E ormai verso la fine del
documento, si afferma: “Divenuti strumenti per
far divampare il fuoco del suo amore sulla terra, custoditi nel grembo di
Maria, Vergine fatta Chiesa (come cantava san Francesco), i presbiteri si
lasciano lavorare dallo Spirito che vuole portare a compimento l’opera che ha
iniziato nella loro ordinazione" (n. 59). Il sacerdote che presiede: non siede su un trono; non ruba la
centralità dell'altare, segno di Cristo; non può vantarsi del ministero che gli
è stato affidato; “non può narrare al Padre
l’ultima Cena senza esserne partecipe. Non può dire: ‘Prendete, e mangiatene
tutti: questo è il mio Corpo offerto in sacrificio per voi’, e non vivere lo
stesso desiderio di offrire il proprio corpo, la propria vita per il popolo a
lui affidato. È ciò che avviene nell’esercizio del suo ministero” (n.
60).

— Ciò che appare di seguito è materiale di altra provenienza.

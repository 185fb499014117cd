use log::{error, info};
use std::fs;
use std::path::Path;
use std::sync::Arc;

use diesel::connection::{Connection, SimpleConnection};
use diesel::r2d2::{self, ConnectionManager, Pool, PooledConnection};
use diesel::sqlite::SqliteConnection;
use diesel_migrations::{embed_migrations, EmbeddedMigrations, MigrationHarness};

use nestegg_core::errors::{DatabaseError, Error, Result};

const MIGRATIONS: EmbeddedMigrations = embed_migrations!();

pub type DbPool = r2d2::Pool<ConnectionManager<SqliteConnection>>;
pub type DbConnection = PooledConnection<ConnectionManager<SqliteConnection>>;

pub mod write_actor;
pub use write_actor::{spawn_writer, WriteHandle};

/// Ensures the database file exists with the right pragmas and returns its
/// resolved path.
pub fn init(app_data_dir: &str) -> Result<String> {
    let db_path = get_db_path(app_data_dir);

    if let Some(db_dir) = Path::new(&db_path).parent() {
        if !db_dir.exists() {
            fs::create_dir_all(db_dir).map_err(|e| {
                Error::Database(DatabaseError::ConnectionFailed(e.to_string()))
            })?;
        }
    }

    {
        let mut conn = SqliteConnection::establish(&db_path)
            .map_err(|e| DatabaseError::ConnectionFailed(e.to_string()))?;
        conn.batch_execute(
            "\n            PRAGMA journal_mode = WAL;\n            PRAGMA foreign_keys = ON;\n            PRAGMA busy_timeout = 30000;\n            PRAGMA synchronous  = NORMAL;\n        ",
        )
        .map_err(|e| DatabaseError::ConnectionFailed(e.to_string()))?;
    }

    Ok(db_path)
}

pub fn create_pool(db_path: &str) -> Result<Arc<DbPool>> {
    let manager = ConnectionManager::<SqliteConnection>::new(db_path);
    let pool = r2d2::Pool::builder()
        .max_size(8)
        .min_idle(Some(1)) // Keep at least one connection ready
        .connection_timeout(std::time::Duration::from_secs(30))
        .connection_customizer(Box::new(ConnectionCustomizer {}))
        .build(manager)
        .map_err(|e| DatabaseError::PoolCreationFailed(e.to_string()))?;
    Ok(Arc::new(pool))
}

pub fn run_migrations(pool: &DbPool) -> Result<()> {
    info!("Running database migrations");
    let mut connection = get_connection(pool)?;

    let result = connection.run_pending_migrations(MIGRATIONS).map_err(|e| {
        error!("Database migration failed: {}", e);
        Error::Database(DatabaseError::MigrationFailed(e.to_string()))
    })?;

    if result.is_empty() {
        info!("No pending migrations to apply.");
    } else {
        for migration_version in &result {
            info!("Applied migration {}", migration_version);
        }
    }

    Ok(())
}

/// Resolves the database file path, honoring a DATABASE_URL override.
pub fn get_db_path(app_data_dir: &str) -> String {
    std::env::var("DATABASE_URL").unwrap_or_else(|_| {
        Path::new(app_data_dir)
            .join("nestegg.db")
            .to_string_lossy()
            .to_string()
    })
}

/// Gets a connection from the pool.
pub fn get_connection(pool: &Pool<ConnectionManager<SqliteConnection>>) -> Result<DbConnection> {
    pool.get()
        .map_err(|e| Error::Database(DatabaseError::PoolCreationFailed(e.to_string())))
}

#[derive(Debug)]
struct ConnectionCustomizer;

impl r2d2::CustomizeConnection<SqliteConnection, diesel::r2d2::Error> for ConnectionCustomizer {
    fn on_acquire(
        &self,
        conn: &mut SqliteConnection,
    ) -> std::result::Result<(), diesel::r2d2::Error> {
        use diesel::RunQueryDsl;

        diesel::sql_query(
            "\n            PRAGMA foreign_keys = ON;\n            PRAGMA busy_timeout = 30000;\n            PRAGMA synchronous = NORMAL;\n        ",
        )
        .execute(conn)
        .map_err(diesel::r2d2::Error::QueryError)?;

        Ok(())
    }
}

Parole forti e chiare che ci interpellano e ci fanno capire che la
liturgia ben celebrata è la fonte primaria della spiritualità sacerdotale come
lo è di tutti i battezzati.
In conclusione, possiamo dire che
il Papa colloca in qualche modo quanto detto nel testo della Lettera nel
contesto dell'anno liturgico e della celebrazione domenicale: "Vi invito a
riscoprire il senso dell'anno liturgico e del giorno del Signore" (n. 63).
E chiude il documento invitando anche ad abbandonare le polemiche e mantenere
la comunione.
Come abbiamo visto, la Lettera apostolica Desiderio desideravi non è un trattato teologico, giuridico
o disciplinare, ricco di norme e rubriche, né è un trattato sugli abusi
liturgici. Si tratta, invece, di un documento fresco, dal tono pastorale e
spirituale, anche meditativo, una sintesi vera e adeguata di ciò che la
liturgia è nella vita della Chiesa e di ciascuno
di noi. Con questo documento siamo invitati a recuperare il gusto del celebrare
insieme, lasciandoci trasformare dallo Spirito Santo che opera nella liturgia.
In tal modo saremo capaci di innalzare con la voce di Cristo la lode, la
supplica e il rendimento di grazie al Padre.